Within a big city, inequality in disease burden appears to be linked to inequality in economic burden

Vasco Carvalho

A new analysis of 1.4 billion anonymised credit and debit card transactions during the first three months of 2020 shows that spending in Spain post-lockdown was an average of 49% lower than the same period the previous year.

Economists from the universities of Cambridge, Edinburgh and Imperial College in the UK worked with the Spanish bank BBVA, one of the largest financial institutions in the world, to study the 'real-time evolution' of economic activity during the COVID-19 pandemic.

“This is an unprecedented dataset of millions of everyday transactions, revealing the underlying costs of the coronavirus crisis,” said study co-author Vasco Carvalho, Professor of Macroeconomics at the University of Cambridge, and director of its INET Institute.

“We can see in high resolution the impact of extreme mobility restrictions on a major western economy. We find an abrupt and persistent decline in spending during lockdown, amounting to about half of what we might normally expect.”

The researchers found evidence of a major spending increase in the few days just before Spain’s lockdown began on the 14 March 2020, when daily expenditure growth shot up by 20 percentage points above average for the year.

Once lockdown began, daily spending halved on average. The researchers say that, while bank transaction data is 'substantially more volatile' than overall consumption by households in Spain, they are closely linked.

As such, a 'back-of-the-envelope calculation' for consumption movement during the pandemic suggests growth of just over 4% prior to lockdown dropped sharply to a -13% decline in average household consumption – a key indicator of GDP – once lockdown restrictions were in place.

“While considerable uncertainty surrounds these calculations, is seems hard to construct a scenario where average consumption of Spanish households is not declining somewhere between minus 10% and minus 15% during the period of lockdown,” said Carvalho.

The dataset charts the dramatic shift to online purchasing once lockdown was enforced. While both offline and online spending fell overall, the decline at physical points of sale was massive. As such, online shopping increased its market share by about 50%.

The detail in the anonymised transaction data allowed the researchers to analyse the best and worst performing types of goods and outlets as people adapted to their new lockdown lives.

While outlets unable to conduct business were obviously the worst hit – from bars to fashion retailers – the study shows that small local food shops and convenience stores benefited the most, increasing their market share more than even the 'Hipermercados', or superstores.
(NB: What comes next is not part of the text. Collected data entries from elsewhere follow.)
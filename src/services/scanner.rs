//! Movie folder discovery
//!
//! Lists the immediate subdirectories of the movies root. Each one is a
//! [Candidate] named after the folder. The walk is not recursive: anything
//! deeper than one level belongs to the movie itself.

use std::path::{Path, PathBuf};

use tracing::{debug, info, warn};
use walkdir::WalkDir;

use crate::models::Candidate;

#[derive(Debug, thiserror::Error)]
pub enum ScanError {
    #[error("movies directory does not exist: {0}")]
    RootNotFound(PathBuf),

    #[error("movies path is not a directory: {0}")]
    NotADirectory(PathBuf),

    #[error("failed to read movies directory {path}: {source}")]
    Io {
        path: PathBuf,
        #[source]
        source: std::io::Error,
    },
}

/// List candidate folders under `root`, sorted by name.
pub fn list_candidates(root: &Path) -> Result<Vec<Candidate>, ScanError> {
    let metadata = std::fs::metadata(root).map_err(|e| match e.kind() {
        std::io::ErrorKind::NotFound => ScanError::RootNotFound(root.to_path_buf()),
        _ => ScanError::Io {
            path: root.to_path_buf(),
            source: e,
        },
    })?;
    if !metadata.is_dir() {
        return Err(ScanError::NotADirectory(root.to_path_buf()));
    }

    info!(path = %root.display(), "Scanning movies directory");

    let mut candidates = Vec::new();
    for entry in WalkDir::new(root)
        .min_depth(1)
        .max_depth(1)
        .follow_links(true)
        .sort_by_file_name()
    {
        let entry = match entry {
            Ok(entry) => entry,
            Err(e) if e.depth() == 0 => {
                return Err(ScanError::Io {
                    path: root.to_path_buf(),
                    source: e.into(),
                });
            }
            Err(e) => {
                // Broken symlinks and entries that vanished mid-scan
                warn!(error = %e, "Skipping unreadable entry");
                continue;
            }
        };

        if !entry.file_type().is_dir() {
            continue;
        }

        let Some(name) = entry.file_name().to_str() else {
            warn!(path = %entry.path().display(), "Skipping folder with non UTF-8 name");
            continue;
        };

        debug!(movie = %name, "Found movie folder");
        candidates.push(Candidate::new(name, entry.path()));
    }

    info!(count = candidates.len(), "Found movie folders");
    Ok(candidates)
}
//! Radarr v3 API client used to remove matched movies from the library
//!
//! Radarr identifies movies by numeric id, so a folder name is first resolved
//! against the full movie list: by folder name on disk, then by normalized
//! title and year.

use std::time::Duration;

use async_trait::async_trait;
use serde::Deserialize;
use tracing::{debug, info};

use super::text_utils::{normalize_title, split_title_year};

#[derive(Debug, thiserror::Error)]
pub enum DeletionError {
    #[error("Radarr request failed: {0}")]
    Request(#[from] reqwest::Error),

    #[error("Radarr returned status {status}: {body}")]
    Status { status: u16, body: String },

    #[error("no Radarr movie matches '{0}'")]
    NotFound(String),
}

/// External catalog that can drop a title
#[async_trait]
pub trait LibraryManager: Send + Sync {
    /// Resolve `movie_name` to a catalog entry and delete it
    async fn delete_title(&self, movie_name: &str) -> Result<(), DeletionError>;
}

#[derive(Debug, Clone)]
pub struct RadarrConfig {
    pub url: String,
    pub api_key: String,
    /// Also remove the movie files from disk
    pub delete_files: bool,
    pub timeout_seconds: u64,
}

/// Movie resource as returned by `GET /api/v3/movie` (only the fields we use)
#[derive(Debug, Clone, Deserialize)]
#[serde(rename_all = "camelCase")]
pub struct RadarrMovie {
    pub id: i64,
    pub title: String,
    #[serde(default)]
    pub year: Option<i32>,
    #[serde(default)]
    pub path: Option<String>,
    #[serde(default)]
    pub folder_name: Option<String>,
}

impl RadarrMovie {
    /// Last component of the movie folder on disk
    fn folder(&self) -> Option<&str> {
        self.path
            .as_deref()
            .or(self.folder_name.as_deref())
            .map(|p| p.trim_end_matches(['/', '\\']))
            .and_then(|p| p.rsplit(['/', '\\']).next())
            .filter(|f| !f.is_empty())
    }
}

pub struct RadarrClient {
    client: reqwest::Client,
    config: RadarrConfig,
}

impl RadarrClient {
    pub fn new(config: RadarrConfig) -> Result<Self, reqwest::Error> {
        let client = reqwest::Client::builder()
            .timeout(Duration::from_secs(config.timeout_seconds))
            .build()?;
        Ok(Self { client, config })
    }

    fn endpoint(&self, path: &str) -> String {
        format!("{}/api/v3/{}", self.config.url.trim_end_matches('/'), path)
    }

    async fn check(response: reqwest::Response) -> Result<reqwest::Response, DeletionError> {
        if response.status().is_success() {
            return Ok(response);
        }
        let status = response.status().as_u16();
        let body = response.text().await.unwrap_or_default();
        Err(DeletionError::Status { status, body })
    }

    /// Fetch every movie known to Radarr
    pub async fn movies(&self) -> Result<Vec<RadarrMovie>, DeletionError> {
        let response = self
            .client
            .get(self.endpoint("movie"))
            .header("X-Api-Key", &self.config.api_key)
            .send()
            .await?;
        let response = Self::check(response).await?;
        Ok(response.json().await?)
    }

    pub async fn delete_movie(&self, id: i64) -> Result<(), DeletionError> {
        let delete_files = if self.config.delete_files { "true" } else { "false" };
        let response = self
            .client
            .delete(self.endpoint(&format!("movie/{id}")))
            .header("X-Api-Key", &self.config.api_key)
            .query(&[
                ("deleteFiles", delete_files),
                ("addImportExclusion", "false"),
            ])
            .send()
            .await?;
        Self::check(response).await?;
        Ok(())
    }
}

/// Pick the Radarr movie that corresponds to a folder name
pub fn find_movie<'a>(movies: &'a [RadarrMovie], folder_name: &str) -> Option<&'a RadarrMovie> {
    if let Some(movie) = movies
        .iter()
        .find(|m| m.folder().is_some_and(|f| f.eq_ignore_ascii_case(folder_name)))
    {
        return Some(movie);
    }

    let (title, year) = split_title_year(folder_name);
    let mut by_title = movies.iter().filter(|m| normalize_title(&m.title) == title);
    match year {
        Some(year) => by_title.find(|m| m.year == Some(year)),
        None => {
            // Without a year the title alone must be unambiguous
            let first = by_title.next()?;
            by_title.next().is_none().then_some(first)
        }
    }
}

#[async_trait]
impl LibraryManager for RadarrClient {
    async fn delete_title(&self, movie_name: &str) -> Result<(), DeletionError> {
        let movies = self.movies().await?;
        let movie = find_movie(&movies, movie_name)
            .ok_or_else(|| DeletionError::NotFound(movie_name.to_string()))?;

        debug!(movie = %movie_name, radarr_id = movie.id, title = %movie.title, "Resolved Radarr movie");
        self.delete_movie(movie.id).await?;

        info!(
            movie = %movie_name,
            radarr_id = movie.id,
            delete_files = self.config.delete_files,
            "Deleted movie from Radarr"
        );
        Ok(())
    }
}

#[cfg(test)]
mod tests {
    use super::*;

    fn movie(id: i64, title: &str, year: i32, path: &str) -> RadarrMovie {
        RadarrMovie {
            id,
            title: title.to_string(),
            year: Some(year),
            path: Some(path.to_string()),
            folder_name: None,
        }
    }

    fn library() -> Vec<RadarrMovie> {
        vec![
            movie(1, "Inception", 2010, "/movies/Inception (2010)"),
            movie(2, "Pathaan", 2023, "/movies/Pathaan.2023/"),
            movie(3, "Don", 1978, "/movies/Don (1978)"),
            movie(4, "Don", 2006, "/movies/Don (2006)"),
        ]
    }

    #[test]
    fn test_match_by_folder() {
        let movies = library();
        assert_eq!(find_movie(&movies, "Pathaan.2023").map(|m| m.id), Some(2));
        assert_eq!(find_movie(&movies, "inception (2010)").map(|m| m.id), Some(1));
    }

    #[test]
    fn test_match_by_title_and_year() {
        let movies = library();
        assert_eq!(find_movie(&movies, "Don.2006.1080p").map(|m| m.id), Some(4));
        assert_eq!(find_movie(&movies, "Inception.2010").map(|m| m.id), Some(1));
    }

    #[test]
    fn test_ambiguous_title_without_year() {
        let movies = library();
        assert!(find_movie(&movies, "Don").is_none());
        assert_eq!(find_movie(&movies, "Pathaan").map(|m| m.id), Some(2));
    }

    #[test]
    fn test_no_match() {
        assert!(find_movie(&library(), "Lagaan.2001").is_none());
    }

    #[test]
    fn test_folder_from_windows_path() {
        let m = movie(9, "RRR", 2022, "D:\\Movies\\RRR (2022)");
        assert_eq!(m.folder(), Some("RRR (2022)"));
    }
}
//! Title normalization used to match folder names against library entries

use std::sync::LazyLock;

use regex::Regex;

static YEAR_RE: LazyLock<Regex> =
    LazyLock::new(|| Regex::new(r"(?:19|20)\d{2}").expect("valid regex"));

/// Normalize a title for matching.
/// Dots, dashes and underscores become spaces; quotes and colons go away.
pub fn normalize_title(title: &str) -> String {
    title
        .to_lowercase()
        .replace(['\'', '\u{2019}', ':', ','], "")
        .replace(['.', '-', '_'], " ")
        .split_whitespace()
        .collect::<Vec<_>>()
        .join(" ")
}

fn opens_year(c: char) -> bool {
    c.is_whitespace() || matches!(c, '.' | '-' | '_' | '(' | '[')
}

fn closes_year(c: char) -> bool {
    c.is_whitespace() || matches!(c, '.' | '-' | '_' | ')' | ']')
}

/// Split a release-style folder name into a normalized title and year.
///
/// Handles `Pathaan.2023`, `Pathaan (2023)`, `Pathaan [2023] 1080p` and
/// `Pathaan 2023 2160p WEB-DL`. The last plausible year wins, so titles that
/// are themselves years (`1917 (2019)`, `Blade.Runner.2049.2017`) keep their name.
pub fn split_title_year(folder_name: &str) -> (String, Option<i32>) {
    // The separators stay outside the match so adjacent years are both seen
    let last = YEAR_RE
        .find_iter(folder_name)
        .filter(|m| {
            let before = folder_name[..m.start()].chars().next_back();
            let after = folder_name[m.end()..].chars().next();
            before.is_some_and(opens_year) && after.is_none_or(closes_year)
        })
        .last();

    match last {
        Some(m) => {
            // Drop the opening separator with the year
            let title_end = folder_name[..m.start()]
                .char_indices()
                .next_back()
                .map_or(0, |(i, _)| i);
            let title = normalize_title(&folder_name[..title_end]);
            (title, m.as_str().parse().ok())
        }
        None => (normalize_title(folder_name), None),
    }
}

#[cfg(test)]
mod tests {
    use super::*;
    use pretty_assertions::assert_eq;

    #[test]
    fn test_normalize_title() {
        assert_eq!(normalize_title("K.G.F: Chapter 2"), "k g f chapter 2");
        assert_eq!(normalize_title("Zindagi_Na_Milegi-Dobara"), "zindagi na milegi dobara");
        assert_eq!(normalize_title("Ocean's Eleven"), "oceans eleven");
    }

    #[test]
    fn test_split_dotted() {
        assert_eq!(split_title_year("Pathaan.2023"), ("pathaan".to_string(), Some(2023)));
    }

    #[test]
    fn test_split_parenthesized() {
        assert_eq!(split_title_year("RRR (2022)"), ("rrr".to_string(), Some(2022)));
        assert_eq!(
            split_title_year("Baahubali 2 [2017] 1080p"),
            ("baahubali 2".to_string(), Some(2017))
        );
    }

    #[test]
    fn test_split_release_name() {
        assert_eq!(
            split_title_year("Inception.2010.2160p.WEB-DL"),
            ("inception".to_string(), Some(2010))
        );
    }

    #[test]
    fn test_year_as_title() {
        assert_eq!(split_title_year("1917 (2019)"), ("1917".to_string(), Some(2019)));
    }

    #[test]
    fn test_numeric_title_followed_by_year() {
        assert_eq!(
            split_title_year("Blade.Runner.2049.2017.1080p"),
            ("blade runner 2049".to_string(), Some(2017))
        );
        assert_eq!(split_title_year("Movie.2012.2019"), ("movie 2012".to_string(), Some(2019)));
    }

    #[test]
    fn test_year_inside_longer_number_is_ignored() {
        assert_eq!(split_title_year("Dhoom.12019"), ("dhoom 12019".to_string(), None));
    }

    #[test]
    fn test_no_year() {
        assert_eq!(split_title_year("Lagaan"), ("lagaan".to_string(), None));
    }
}
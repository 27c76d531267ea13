//! Kapaladaru - flags Indian cinema titles in a movie library
//!
//! Periodically scans a movies directory, asks a local LLM (via Ollama)
//! whether each new folder is a Bollywood, Indian or Telugu production,
//! pushes an ntfy alert for matches, optionally deletes them from Radarr,
//! and remembers every folder it has classified.

pub mod cli;
pub mod config;
pub mod jobs;
pub mod models;
pub mod services;
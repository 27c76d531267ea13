//! Periodic job scheduling

pub mod movie_check;

use std::time::Duration;

use async_trait::async_trait;
use tokio_util::sync::CancellationToken;
use tracing::{error, info};

pub use movie_check::{CycleSummary, MovieCheckJob};

/// A unit of work run once per scheduler tick
#[async_trait]
pub trait PeriodicJob: Send + Sync {
    /// Name used in logs
    fn name(&self) -> &str;

    /// Run one cycle. Errors are logged by the scheduler and the loop goes on.
    async fn run_cycle(&self, cancel: &CancellationToken) -> anyhow::Result<()>;
}

/// Runs a job on a fixed interval until cancelled, or exactly once
#[derive(Debug, Clone)]
pub struct Scheduler {
    interval: Duration,
    run_once: bool,
}

impl Scheduler {
    pub fn new(interval: Duration, run_once: bool) -> Self {
        Self { interval, run_once }
    }

    /// Drive `job` until done. Returns the number of cycles run.
    pub async fn run<J: PeriodicJob + ?Sized>(&self, job: &J, cancel: &CancellationToken) -> usize {
        if self.run_once {
            info!(job = %job.name(), "Running in single-run mode");
        } else {
            info!(
                job = %job.name(),
                interval_secs = self.interval.as_secs(),
                "Running in continuous mode"
            );
        }

        let mut cycles = 0;
        loop {
            cycles += 1;
            if let Err(e) = job.run_cycle(cancel).await {
                error!(job = %job.name(), error = %e, "Cycle failed, will retry next interval");
            }

            if self.run_once {
                info!(job = %job.name(), "Single run complete");
                break;
            }
            if cancel.is_cancelled() {
                break;
            }

            info!(secs = self.interval.as_secs(), "Sleeping until next check");
            tokio::select! {
                _ = cancel.cancelled() => break,
                _ = tokio::time::sleep(self.interval) => {}
            }
        }

        info!(job = %job.name(), cycles, "Scheduler stopped");
        cycles
    }
}

#[cfg(test)]
mod tests {
    use super::*;
    use std::sync::atomic::{AtomicUsize, Ordering};

    #[derive(Default)]
    struct CountingJob {
        runs: AtomicUsize,
        fail: bool,
    }

    #[async_trait]
    impl PeriodicJob for CountingJob {
        fn name(&self) -> &str {
            "counting"
        }

        async fn run_cycle(&self, _cancel: &CancellationToken) -> anyhow::Result<()> {
            self.runs.fetch_add(1, Ordering::SeqCst);
            if self.fail {
                anyhow::bail!("scan failed");
            }
            Ok(())
        }
    }

    #[tokio::test]
    async fn test_run_once_runs_single_cycle() {
        let job = CountingJob::default();
        let cycles = Scheduler::new(Duration::from_secs(3600), true)
            .run(&job, &CancellationToken::new())
            .await;
        assert_eq!(cycles, 1);
        assert_eq!(job.runs.load(Ordering::SeqCst), 1);
    }

    #[tokio::test]
    async fn test_failing_cycle_does_not_stop_loop() {
        let job = CountingJob {
            fail: true,
            ..Default::default()
        };
        let cancel = CancellationToken::new();
        let stopper = cancel.clone();
        tokio::spawn(async move {
            tokio::time::sleep(Duration::from_millis(100)).await;
            stopper.cancel();
        });

        let cycles = Scheduler::new(Duration::from_millis(10), false)
            .run(&job, &cancel)
            .await;
        assert!(cycles >= 2, "expected several cycles, got {cycles}");
    }

    #[tokio::test]
    async fn test_cancel_interrupts_sleep() {
        let job = CountingJob::default();
        let cancel = CancellationToken::new();
        let stopper = cancel.clone();
        tokio::spawn(async move {
            tokio::time::sleep(Duration::from_millis(50)).await;
            stopper.cancel();
        });

        let scheduler = Scheduler::new(Duration::from_secs(3600), false);
        let cycles = tokio::time::timeout(Duration::from_secs(5), scheduler.run(&job, &cancel))
            .await
            .expect("scheduler should stop on cancel");
        assert_eq!(cycles, 1);
    }
}
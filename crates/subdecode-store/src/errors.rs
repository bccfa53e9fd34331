//! Error helpers for subdecode-store
//!
//! Wraps IO failures into the core's `SyncError` with the failing step
//! recorded as the operation.

use subdecode_core::errors::SyncError;
use subdecode_core::ArtifactKey;

/// Create a persistence error for `key` from an IO error
pub fn io_error(operation: &str, key: &ArtifactKey, err: std::io::Error) -> SyncError {
    SyncError::Persist {
        key: key.to_string(),
        op: operation.to_string(),
        reason: err.to_string(),
    }
}

/// Create a lock error for `key` from an IO error
pub fn lock_error(key: &ArtifactKey, err: std::io::Error) -> SyncError {
    SyncError::Lock {
        key: key.to_string(),
        reason: err.to_string(),
    }
}
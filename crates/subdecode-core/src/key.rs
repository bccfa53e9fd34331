//! Artifact key derivation.
//!
//! Maps a source identifier (URL or path) to a filesystem-safe artifact
//! name. The mapping is pure: the same identifier always yields the same
//! key, and the digest suffix keeps identifiers that sanitize to the same
//! readable text apart.

use serde::Serialize;
use sha2::{Digest, Sha256};

/// Longest readable prefix kept from the identifier
const MAX_READABLE_LEN: usize = 96;

/// Hex characters of the identifier digest appended to the key
const DIGEST_SUFFIX_LEN: usize = 8;

/// Filesystem-safe name of a persisted artifact
#[derive(Debug, Clone, PartialEq, Eq, Hash, Serialize)]
#[serde(transparent)]
pub struct ArtifactKey(String);

impl ArtifactKey {
    /// Derive the key for a source identifier
    ///
    /// For "https://example.com/sub?token=1" returns
    /// "example.com_sub_token_1-<8 hex chars>".
    pub fn derive(source_id: &str) -> Self {
        let stripped = source_id
            .strip_prefix("https://")
            .or_else(|| source_id.strip_prefix("http://"))
            .unwrap_or(source_id);

        let readable: String = stripped
            .chars()
            .map(|c| {
                if c.is_ascii_alphanumeric() || matches!(c, '.' | '-' | '_') {
                    c
                } else {
                    '_'
                }
            })
            .take(MAX_READABLE_LEN)
            .collect();

        let digest = hex::encode(Sha256::digest(source_id.as_bytes()));
        Self(format!("{}-{}", readable, &digest[..DIGEST_SUFFIX_LEN]))
    }

    pub fn as_str(&self) -> &str {
        &self.0
    }
}

impl std::fmt::Display for ArtifactKey {
    fn fmt(&self, f: &mut std::fmt::Formatter<'_>) -> std::fmt::Result {
        f.write_str(&self.0)
    }
}

#[cfg(test)]
mod tests {
    use super::*;

    #[test]
    fn test_derive_is_deterministic() {
        let a = ArtifactKey::derive("https://example.com/sub?token=1");
        let b = ArtifactKey::derive("https://example.com/sub?token=1");
        assert_eq!(a, b);
        assert!(a.as_str().starts_with("example.com_sub_token_1-"));
    }

    #[test]
    fn test_separators_are_replaced() {
        let key = ArtifactKey::derive(r#"C:\subs\list|"a"<b>*.txt"#);
        let readable = key.as_str().rsplit_once('-').unwrap().0;
        assert_eq!(readable, "C__subs_list__a__b__.txt");
        assert!(!key
            .as_str()
            .contains(&['/', '\\', ':', '*', '?', '"', '<', '>', '|'][..]));
    }

    #[test]
    fn test_identifiers_sanitizing_alike_get_distinct_keys() {
        let slash = ArtifactKey::derive("https://example.com/a/b");
        let underscore = ArtifactKey::derive("https://example.com/a_b");
        assert_ne!(slash, underscore);
    }

    #[test]
    fn test_scheme_variants_get_distinct_keys() {
        let http = ArtifactKey::derive("http://example.com/sub");
        let https = ArtifactKey::derive("https://example.com/sub");
        assert_ne!(http, https);
    }

    #[test]
    fn test_long_identifiers_are_truncated() {
        let long = format!("https://example.com/{}", "x".repeat(500));
        let key = ArtifactKey::derive(&long);
        assert_eq!(key.as_str().len(), MAX_READABLE_LEN + 1 + DIGEST_SUFFIX_LEN);
    }

    #[test]
    fn test_non_ascii_is_replaced() {
        let key = ArtifactKey::derive("订阅.txt");
        assert!(key.as_str().starts_with("__.txt-"));
    }
}
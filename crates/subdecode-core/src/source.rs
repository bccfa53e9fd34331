//! Sources and the raw payloads acquired from them.

use serde::Serialize;
use std::borrow::Cow;
use std::path::PathBuf;

/// Where a payload came from
#[derive(Debug, Clone, Copy, PartialEq, Eq, Serialize)]
#[serde(rename_all = "snake_case")]
pub enum Origin {
    Remote,
    LocalFile,
}

impl Origin {
    pub fn label(&self) -> &'static str {
        match self {
            Origin::Remote => "remote",
            Origin::LocalFile => "local-file",
        }
    }
}

/// A resolved source: its identifier as supplied by the caller plus its origin
///
/// The identifier doubles as the input of [`crate::ArtifactKey::derive`].
#[derive(Debug, Clone, PartialEq, Eq)]
pub struct Source {
    id: String,
    origin: Origin,
}

impl Source {
    /// A remote source fetched over HTTP(S)
    pub fn remote(url: impl Into<String>) -> Self {
        Self {
            id: url.into(),
            origin: Origin::Remote,
        }
    }

    /// A local file read from disk
    pub fn local_file(path: impl Into<String>) -> Self {
        Self {
            id: path.into(),
            origin: Origin::LocalFile,
        }
    }

    pub fn id(&self) -> &str {
        &self.id
    }

    pub fn origin(&self) -> Origin {
        self.origin
    }

    /// Filesystem path for local sources
    pub fn path(&self) -> Option<PathBuf> {
        match self.origin {
            Origin::LocalFile => Some(PathBuf::from(&self.id)),
            Origin::Remote => None,
        }
    }
}

/// Bytes produced by acquisition, tagged with their origin
///
/// Lives for one pipeline run only.
#[derive(Debug, Clone, PartialEq, Eq)]
pub struct RawPayload {
    pub origin: Origin,
    pub bytes: Vec<u8>,
}

impl RawPayload {
    pub fn new(origin: Origin, bytes: impl Into<Vec<u8>>) -> Self {
        Self {
            origin,
            bytes: bytes.into(),
        }
    }

    /// Payload as text; invalid UTF-8 sequences become U+FFFD
    pub fn text(&self) -> Cow<'_, str> {
        String::from_utf8_lossy(&self.bytes)
    }
}

#[cfg(test)]
mod tests {
    use super::*;

    #[test]
    fn test_local_source_has_path() {
        let source = Source::local_file("subs/list.txt");
        assert_eq!(source.origin(), Origin::LocalFile);
        assert_eq!(source.path(), Some(PathBuf::from("subs/list.txt")));
        assert_eq!(Source::remote("https://x/y").path(), None);
    }

    #[test]
    fn test_payload_text_is_lossy() {
        let payload = RawPayload::new(Origin::Remote, vec![b'a', 0xff, b'b']);
        assert_eq!(payload.text(), "a\u{fffd}b");
    }
}
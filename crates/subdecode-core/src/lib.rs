//! SubDecode Core - fetch, normalize, diff, persist
//!
//! This crate provides the synchronization kernel for SubDecode:
//! - Transport encoding detection (URL-safe base64 or plain text)
//! - Normalization of raw text into an ordered, deduplicated entry set
//! - Set-membership diffing of two entry sets
//! - Deterministic artifact key derivation from a source identifier
//! - The pipeline orchestrator and the collaborator traits it drives
//! - Error and logging facilities shared by the other crates
//!
//! Acquisition, persistence and clipboard notification live behind the
//! [`Acquire`], [`StateStore`] and [`Notify`] traits.

pub mod diff;
pub mod encoding;
pub mod entry;
pub mod errors;
pub mod key;
pub mod logging_facility;
pub mod pipeline;
pub mod source;

pub use subdecode_core_types as core_types;

// Re-export commonly used types
pub use diff::{compute_diff, DiffResult};
pub use encoding::SourceEncoding;
pub use entry::EntrySet;
pub use errors::{AcquireError, ExError, ExErrorKind, NotifyError, Result, SyncError};
pub use key::ArtifactKey;
pub use pipeline::{
    Acquire, EmptySourcePolicy, NoopNotifier, Notify, Pipeline, PipelineConfig, PipelineState,
    RunOutcome, RunReport, StateStore,
};
pub use source::{Origin, RawPayload, Source};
Other categories of spending that have seen market share grow during Spanish lockdown include mobile phone credit, as telecommunications become even more vital to social lives, as well as pharmacies and insurance.

“Spending on commodities related to basic necessities, such as foodstuffs and the pharmacy, more than doubled during the lockdown period, while trade in fashion or personal services declined heavily,” said Carvalho. “Restrictions to movement mean proximity to the customer is now of key importance.”

The study found that – all together – the top 10 best performing spending categories during lockdown went from an average of 10% market share in the first two months of 2020 to 50% by late March.

The economists also used anonymised geo-tagging of the transactions to study the economic effects of coronavirus on the different regions of Spain, as well as among the neighborhoods of one of its major cities.  

Unlike the country’s autonomous regions, which all followed a similar pattern, economic activity evolved very differently within Madrid’s postcodes during the crisis. “Those neighborhoods where there were more sick and infected people saw substantial declines in spending,” said Carvalho.

“Within a big city, inequality in disease burden appears to be linked to inequality in economic burden.”

Study co-author Professor Sevi Rodriguez Mora, of the University of Edinburgh’s School of Economics, said: “Over the coming weeks governments will grapple with how to relax social distancing measures, but have few means of understanding the impact of different policies on economic activity.

“Transaction data can provide immediate feedback on how spending patterns across space and sectors react to restriction measures, but also their relaxation.”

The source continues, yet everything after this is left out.